> [TASK STATEMENT]: Below are records; output all of them exactly.

Stored items
_ _ _ _ _ _ _

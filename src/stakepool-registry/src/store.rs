//! Process-wide access to a loaded registry.
//!
//! Consumers only ever read. [`init_global`] loads the table once at startup; services that
//! want to pick up a redeployed data file without restarting hold a [`RegistryStore`] and
//! call [`RegistryStore::reload`] from their single maintenance task.

use std::path::{Path, PathBuf};
use std::sync::{Arc, OnceLock, PoisonError, RwLock};

use tracing::{info, warn};

use crate::errors::RegistryError;
use crate::registry::{RegistryOptions, TenantRegistry, compute_fingerprint};

static GLOBAL: OnceLock<TenantRegistry> = OnceLock::new();

/// Loads the registry at `path` into the process-global slot.
///
/// Fails with [`RegistryError::AlreadyInitialized`] if a registry is already installed; a
/// failed load leaves the slot empty.
pub fn init_global(
    path: impl AsRef<Path>,
    options: &RegistryOptions,
) -> Result<&'static TenantRegistry, RegistryError> {
    if GLOBAL.get().is_some() {
        return Err(RegistryError::AlreadyInitialized);
    }
    let registry = TenantRegistry::load(path, options)?;
    GLOBAL
        .set(registry)
        .map_err(|_| RegistryError::AlreadyInitialized)?;
    GLOBAL.get().ok_or(RegistryError::AlreadyInitialized)
}

/// The process-global registry, once [`init_global`] succeeded
pub fn global() -> Option<&'static TenantRegistry> {
    GLOBAL.get()
}

#[derive(Debug, Clone, Copy, PartialEq, Eq)]
pub enum ReloadOutcome {
    /// The file content changed and the new table is now served
    Replaced,
    /// Same fingerprint as the served table; nothing was rebuilt
    Unchanged,
}

/// A registry loaded from a file that can be swapped for a fresh load of the same file.
///
/// Readers take cheap [`Arc`] snapshots; a snapshot stays valid and unchanged for as long as
/// it is held, even across reloads.
#[derive(Debug)]
pub struct RegistryStore {
    path: PathBuf,
    options: RegistryOptions,
    current: RwLock<Arc<TenantRegistry>>,
}

impl RegistryStore {
    pub fn open(path: impl Into<PathBuf>, options: RegistryOptions) -> Result<Self, RegistryError> {
        let path = path.into();
        let registry = TenantRegistry::load(&path, &options)?;
        Ok(Self {
            path,
            options,
            current: RwLock::new(Arc::new(registry)),
        })
    }

    pub fn path(&self) -> &Path {
        &self.path
    }

    pub fn snapshot(&self) -> Arc<TenantRegistry> {
        // The guarded value is a plain Arc swap, so a poisoned lock still holds a valid table
        self.current
            .read()
            .unwrap_or_else(PoisonError::into_inner)
            .clone()
    }

    /// Re-reads the backing file.
    ///
    /// On any error the previously served table stays in place and the error is returned.
    pub fn reload(&self) -> Result<ReloadOutcome, RegistryError> {
        let source = std::fs::read(&self.path).map_err(|source| RegistryError::Io {
            path: self.path.clone(),
            source,
        })?;

        if compute_fingerprint(&source) == self.snapshot().fingerprint() {
            info!(path = %self.path.display(), "Tenant registry unchanged");
            return Ok(ReloadOutcome::Unchanged);
        }

        let origin = self.path.display().to_string();
        let registry = TenantRegistry::from_slice(&source, &origin, &self.options)
            .inspect_err(|e| warn!(path = %origin, error = %e, "Keeping previous registry"))?;

        let mut current = self
            .current
            .write()
            .unwrap_or_else(PoisonError::into_inner);
        *current = Arc::new(registry);
        Ok(ReloadOutcome::Replaced)
    }
}
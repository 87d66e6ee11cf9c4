use std::fmt;
use std::path::PathBuf;

use thiserror::Error;

/// Errors that can occur while decoding an on-chain pool address
#[derive(Debug, Clone, Eq, PartialEq, Error)]
pub enum AddressError {
    #[error("Invalid base58 address '{address}': {reason}")]
    InvalidBase58 { address: String, reason: String },
    #[error("Invalid address length for '{address}': expected 32 bytes, got {len}")]
    InvalidLength { address: String, len: usize },
}

/// Which unique key two or more records collided on
#[derive(Debug, Clone, Copy, Eq, PartialEq, Hash)]
pub enum KeyKind {
    Name,
    PoolAddress,
    Hostname,
}

impl KeyKind {
    pub fn as_str(&self) -> &'static str {
        match self {
            KeyKind::Name => "name",
            KeyKind::PoolAddress => "pool_address",
            KeyKind::Hostname => "hostname_override",
        }
    }
}

/// A single collision: the shared key value and every record (by position and name) claiming it
#[derive(Debug, Clone, Eq, PartialEq)]
pub struct DuplicateKey {
    pub kind: KeyKind,
    pub value: String,
    pub records: Vec<(usize, String)>,
}

impl fmt::Display for DuplicateKey {
    fn fmt(&self, f: &mut fmt::Formatter<'_>) -> fmt::Result {
        write!(f, "{} '{}' shared by ", self.kind.as_str(), self.value)?;
        for (i, (index, name)) in self.records.iter().enumerate() {
            if i > 0 {
                write!(f, ", ")?;
            }
            write!(f, "#{index} '{name}'")?;
        }
        Ok(())
    }
}

/// A legacy-entry finding reported by load-time validation
#[derive(Debug, Clone, Eq, PartialEq)]
pub struct ValidationIssue {
    pub tenant: String,
    pub message: String,
}

impl fmt::Display for ValidationIssue {
    fn fmt(&self, f: &mut fmt::Formatter<'_>) -> fmt::Result {
        write!(f, "'{}': {}", self.tenant, self.message)
    }
}

fn join_display<T: fmt::Display>(items: &[T]) -> String {
    items
        .iter()
        .map(ToString::to_string)
        .collect::<Vec<_>>()
        .join("; ")
}

// Top-level error for building and loading a registry. Lookups never fail with
// this type: a missing tenant is an `Option::None`.
#[derive(Debug, Error)]
pub enum RegistryError {
    #[error("Failed to read registry file {path}: {source}")]
    Io {
        path: PathBuf,
        #[source]
        source: std::io::Error,
    },
    #[error("Failed to parse registry data from {origin}: {source}")]
    Parse {
        origin: String,
        #[source]
        source: serde_json::Error,
    },
    #[error("Duplicate registry keys: {}", join_display(.0))]
    DuplicateKeys(Vec<DuplicateKey>),
    #[error("Registry validation failed: {}", join_display(.0))]
    Validation(Vec<ValidationIssue>),
    #[error("Global registry has already been initialized")]
    AlreadyInitialized,
}

#[cfg(test)]
mod tests {
    use super::*;

    #[test]
    fn test_duplicate_key_message_names_all_records() {
        let err = RegistryError::DuplicateKeys(vec![DuplicateKey {
            kind: KeyKind::Name,
            value: "cardinal".to_string(),
            records: vec![(0, "cardinal".to_string()), (4, "cardinal".to_string())],
        }]);

        assert_eq!(
            err.to_string(),
            "Duplicate registry keys: name 'cardinal' shared by #0 'cardinal', #4 'cardinal'"
        );
    }

    #[test]
    fn test_validation_message_lists_findings() {
        let err = RegistryError::Validation(vec![
            ValidationIssue {
                tenant: "AOM".to_string(),
                message: "name is not lower kebab-case".to_string(),
            },
            ValidationIssue {
                tenant: "AOM".to_string(),
                message: "redundant `hidden: false`".to_string(),
            },
        ]);

        assert_eq!(
            err.to_string(),
            "Registry validation failed: 'AOM': name is not lower kebab-case; 'AOM': redundant `hidden: false`"
        );
    }

    #[test]
    fn test_address_error_display() {
        let err = AddressError::InvalidLength {
            address: "abc".to_string(),
            len: 2,
        };
        assert_eq!(
            err.to_string(),
            "Invalid address length for 'abc': expected 32 bytes, got 2"
        );
    }
}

_ _ _ _ _ _ _

> [ANSWER TO THE EXERCISE]:
filename src/stakepool-registry/src/store.rs
//! Process-wide access to a loaded registry.
//!
//! Consumers only ever read. [`init_global`] loads the table once at startup; services that
//! want to pick up a redeployed data file without restarting hold a [`RegistryStore`] and
//! call [`RegistryStore::reload`] from their single maintenance task.

use std::path::{Path, PathBuf};
use std::sync::{Arc, OnceLock, PoisonError, RwLock};

use tracing::{info, warn};

use crate::errors::RegistryError;
use crate::registry::{RegistryOptions, TenantRegistry, compute_fingerprint};

static GLOBAL: OnceLock<TenantRegistry> = OnceLock::new();

/// Loads the registry at `path` into the process-global slot.
///
/// Fails with [`RegistryError::AlreadyInitialized`] if a registry is already installed; a
/// failed load leaves the slot empty.
pub fn init_global(
    path: impl AsRef<Path>,
    options: &RegistryOptions,
) -> Result<&'static TenantRegistry, RegistryError> {
    if GLOBAL.get().is_some() {
        return Err(RegistryError::AlreadyInitialized);
    }
    let registry = TenantRegistry::load(path, options)?;
    GLOBAL
        .set(registry)
        .map_err(|_| RegistryError::AlreadyInitialized)?;
    GLOBAL.get().ok_or(RegistryError::AlreadyInitialized)
}

/// The process-global registry, once [`init_global`] succeeded
pub fn global() -> Option<&'static TenantRegistry> {
    GLOBAL.get()
}

#[derive(Debug, Clone, Copy, PartialEq, Eq)]
pub enum ReloadOutcome {
    /// The file content changed and the new table is now served
    Replaced,
    /// Same fingerprint as the served table; nothing was rebuilt
    Unchanged,
}

/// A registry loaded from a file that can be swapped for a fresh load of the same file.
///
/// Readers take cheap [`Arc`] snapshots; a snapshot stays valid and unchanged for as long as
/// it is held, even across reloads.
#[derive(Debug)]
pub struct RegistryStore {
    path: PathBuf,
    options: RegistryOptions,
    current: RwLock<Arc<TenantRegistry>>,
}

impl RegistryStore {
    pub fn open(path: impl Into<PathBuf>, options: RegistryOptions) -> Result<Self, RegistryError> {
        let path = path.into();
        let registry = TenantRegistry::load(&path, &options)?;
        Ok(Self {
            path,
            options,
            current: RwLock::new(Arc::new(registry)),
        })
    }

    pub fn path(&self) -> &Path {
        &self.path
    }

    pub fn snapshot(&self) -> Arc<TenantRegistry> {
        // The guarded value is a plain Arc swap, so a poisoned lock still holds a valid table
        self.current
            .read()
            .unwrap_or_else(PoisonError::into_inner)
            .clone()
    }

    /// Re-reads the backing file.
    ///
    /// On any error the previously served table stays in place and the error is returned.
    pub fn reload(&self) -> Result<ReloadOutcome, RegistryError> {
        let source = std::fs::read(&self.path).map_err(|source| RegistryError::Io {
            path: self.path.clone(),
            source,
        })?;

        if compute_fingerprint(&source) == self.snapshot().fingerprint() {
            info!(path = %self.path.display(), "Tenant registry unchanged");
            return Ok(ReloadOutcome::Unchanged);
        }

        let origin = self.path.display().to_string();
        let registry = TenantRegistry::from_slice(&source, &origin, &self.options)
            .inspect_err(|e| warn!(path = %origin, error = %e, "Keeping previous registry"))?;

        let mut current = self
            .current
            .write()
            .unwrap_or_else(PoisonError::into_inner);
        *current = Arc::new(registry);
        Ok(ReloadOutcome::Replaced)
    }
}
repository 87d66e6ee11cf9c4
use std::fmt;
use std::path::PathBuf;

use thiserror::Error;

/// Errors that can occur while decoding an on-chain pool address
#[derive(Debug, Clone, Eq, PartialEq, Error)]
pub enum AddressError {
    #[error("Invalid base58 address '{address}': {reason}")]
    InvalidBase58 { address: String, reason: String },
    #[error("Invalid address length for '{address}': expected 32 bytes, got {len}")]
    InvalidLength { address: String, len: usize },
}

/// Which unique key two or more records collided on
#[derive(Debug, Clone, Copy, Eq, PartialEq, Hash)]
pub enum KeyKind {
    Name,
    PoolAddress,
    Hostname,
}

impl KeyKind {
    pub fn as_str(&self) -> &'static str {
        match self {
            KeyKind::Name => "name",
            KeyKind::PoolAddress => "pool_address",
            KeyKind::Hostname => "hostname_override",
        }
    }
}

/// A single collision: the shared key value and every record (by position and name) claiming it
#[derive(Debug, Clone, Eq, PartialEq)]
pub struct DuplicateKey {
    pub kind: KeyKind,
    pub value: String,
    pub records: Vec<(usize, String)>,
}

impl fmt::Display for DuplicateKey {
    fn fmt(&self, f: &mut fmt::Formatter<'_>) -> fmt::Result {
        write!(f, "{} '{}' shared by ", self.kind.as_str(), self.value)?;
        for (i, (index, name)) in self.records.iter().enumerate() {
            if i > 0 {
                write!(f, ", ")?;
            }
            write!(f, "#{index} '{name}'")?;
        }
        Ok(())
    }
}

/// A legacy-entry finding reported by load-time validation
#[derive(Debug, Clone, Eq, PartialEq)]
pub struct ValidationIssue {
    pub tenant: String,
    pub message: String,
}

impl fmt::Display for ValidationIssue {
    fn fmt(&self, f: &mut fmt::Formatter<'_>) -> fmt::Result {
        write!(f, "'{}': {}", self.tenant, self.message)
    }
}

fn join_display<T: fmt::Display>(items: &[T]) -> String {
    items
        .iter()
        .map(ToString::to_string)
        .collect::<Vec<_>>()
        .join("; ")
}

// Top-level error for building and loading a registry. Lookups never fail with
// this type: a missing tenant is an `Option::None`.
#[derive(Debug, Error)]
pub enum RegistryError {
    #[error("Failed to read registry file {path}: {source}")]
    Io {
        path: PathBuf,
        #[source]
        source: std::io::Error,
    },
    #[error("Failed to parse registry data from {origin}: {source}")]
    Parse {
        origin: String,
        #[source]
        source: serde_json::Error,
    },
    #[error("Duplicate registry keys: {}", join_display(.0))]
    DuplicateKeys(Vec<DuplicateKey>),
    #[error("Registry validation failed: {}", join_display(.0))]
    Validation(Vec<ValidationIssue>),
    #[error("Global registry has already been initialized")]
    AlreadyInitialized,
}

#[cfg(test)]
mod tests {
    use super::*;

    #[test]
    fn test_duplicate_key_message_names_all_records() {
        let err = RegistryError::DuplicateKeys(vec![DuplicateKey {
            kind: KeyKind::Name,
            value: "cardinal".to_string(),
            records: vec![(0, "cardinal".to_string()), (4, "cardinal".to_string())],
        }]);

        assert_eq!(
            err.to_string(),
            "Duplicate registry keys: name 'cardinal' shared by #0 'cardinal', #4 'cardinal'"
        );
    }

    #[test]
    fn test_validation_message_lists_findings() {
        let err = RegistryError::Validation(vec![
            ValidationIssue {
                tenant: "AOM".to_string(),
                message: "name is not lower kebab-case".to_string(),
            },
            ValidationIssue {
                tenant: "AOM".to_string(),
                message: "redundant `hidden: false`".to_string(),
            },
        ]);

        assert_eq!(
            err.to_string(),
            "Registry validation failed: 'AOM': name is not lower kebab-case; 'AOM': redundant `hidden: false`"
        );
    }

    #[test]
    fn test_address_error_display() {
        let err = AddressError::InvalidLength {
            address: "abc".to_string(),
            len: 2,
        };
        assert_eq!(
            err.to_string(),
            "Invalid address length for 'abc': expected 32 bytes, got 2"
        );
    }
}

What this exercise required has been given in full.